During the free event, she will talk about the merits of lecture-style teaching in an era when many students are exploring other options — such as online learning. She will also discuss the efforts she shares with her colleagues to develop an engaging lecture experience that inspires students to continue on in the sciences.
“She carries out fundamental investigations at the intersection of biology and chemistry, but she is also passionate about preparing the next generation of young women and men for careers in science.”
Drennan’s visit is funded by Willamette University, one of five undergraduate institutions to receive the Jean Dreyfus Boissevain Lectureship for Undergraduate Institutions.
In addition to the lecture series, the grant is supporting two summer undergraduate research students participating in the university’s Science Collaborative Research Program next summer.

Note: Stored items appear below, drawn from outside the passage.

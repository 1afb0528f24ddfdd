// Licensed to the Apache Software Foundation (ASF) under one
// or more contributor license agreements.  See the NOTICE file
// distributed with this work for additional information
// regarding copyright ownership.  The ASF licenses this file
// to you under the Apache License, Version 2.0 (the
// "License"); you may not use this file except in compliance
// with the License.  You may obtain a copy of the License at
//
//   http://www.apache.org/licenses/LICENSE-2.0
//
// Unless required by applicable law or agreed to in writing,
// software distributed under the License is distributed on an
// "AS IS" BASIS, WITHOUT WARRANTIES OR CONDITIONS OF ANY
// KIND, either express or implied.  See the License for the
// specific language governing permissions and limitations
// under the License.
//! Observer callbacks for readiness transitions.
//!
//! Key exported interfaces:
//! - Types: `Observer`, `Observable`, `DeferNotify`.

use std::sync::atomic::{AtomicBool, Ordering};
use std::sync::{Arc, Mutex, PoisonError};

/// Callback a scheduler registers to be woken when a gate opens.
pub type Observer = Arc<dyn Fn() + Send + Sync + 'static>;

#[derive(Default)]
pub struct Observable {
    observers: Mutex<Vec<Observer>>,
}

impl Observable {
    pub fn new() -> Self {
        Self::default()
    }

    pub fn add_observer(&self, observer: Observer) {
        self.observers
            .lock()
            .unwrap_or_else(PoisonError::into_inner)
            .push(observer);
    }

    /// Notifier that fires on drop once armed, so callbacks run outside the caller's locks.
    pub fn defer_notify(self: &Arc<Self>) -> DeferNotify {
        DeferNotify::new(Arc::clone(self))
    }

    fn notify_observers(&self) {
        let observers = self
            .observers
            .lock()
            .unwrap_or_else(PoisonError::into_inner)
            .clone();
        for observer in observers {
            observer();
        }
    }

    pub fn num_observers(&self) -> usize {
        self.observers
            .lock()
            .unwrap_or_else(PoisonError::into_inner)
            .len()
    }
}

#[must_use]
pub struct DeferNotify {
    observable: Arc<Observable>,
    armed: AtomicBool,
}

impl DeferNotify {
    pub fn new(observable: Arc<Observable>) -> Self {
        Self {
            observable,
            armed: AtomicBool::new(false),
        }
    }

    pub fn arm(&self) {
        self.armed.store(true, Ordering::Release);
    }
}

impl Drop for DeferNotify {
    fn drop(&mut self) {
        if self.armed.load(Ordering::Acquire) {
            self.observable.notify_observers();
        }
    }
}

Drennan began working at MIT in 1999. Since then, she’s trained graduate student teaching assistants to be effective teacher-scholars. She’s created free resources for educators to help students recognize the underlying chemical principles in biology and medicine. She’s also made strides using X-ray crystallography — a tool used for determining molecular structure — to take snapshots of enzymes in action.
In addition to her community lecture, Drennan will share her expertise during a series of private forums April 2 and 3. These events include a technical research lecture on campus to scientists from throughout the region and a visit to Bush Elementary School, where she will help Willamette’s Webber Scholars teach young girls about the importance and value of a science education.
“Through the lectureship, community members are brought together to celebrate outstanding science education and cutting-edge research,” Williamson says. “We are grateful to the Dreyfus Foundation for the award and are excited to see the many benefits it will have for our students and colleagues.”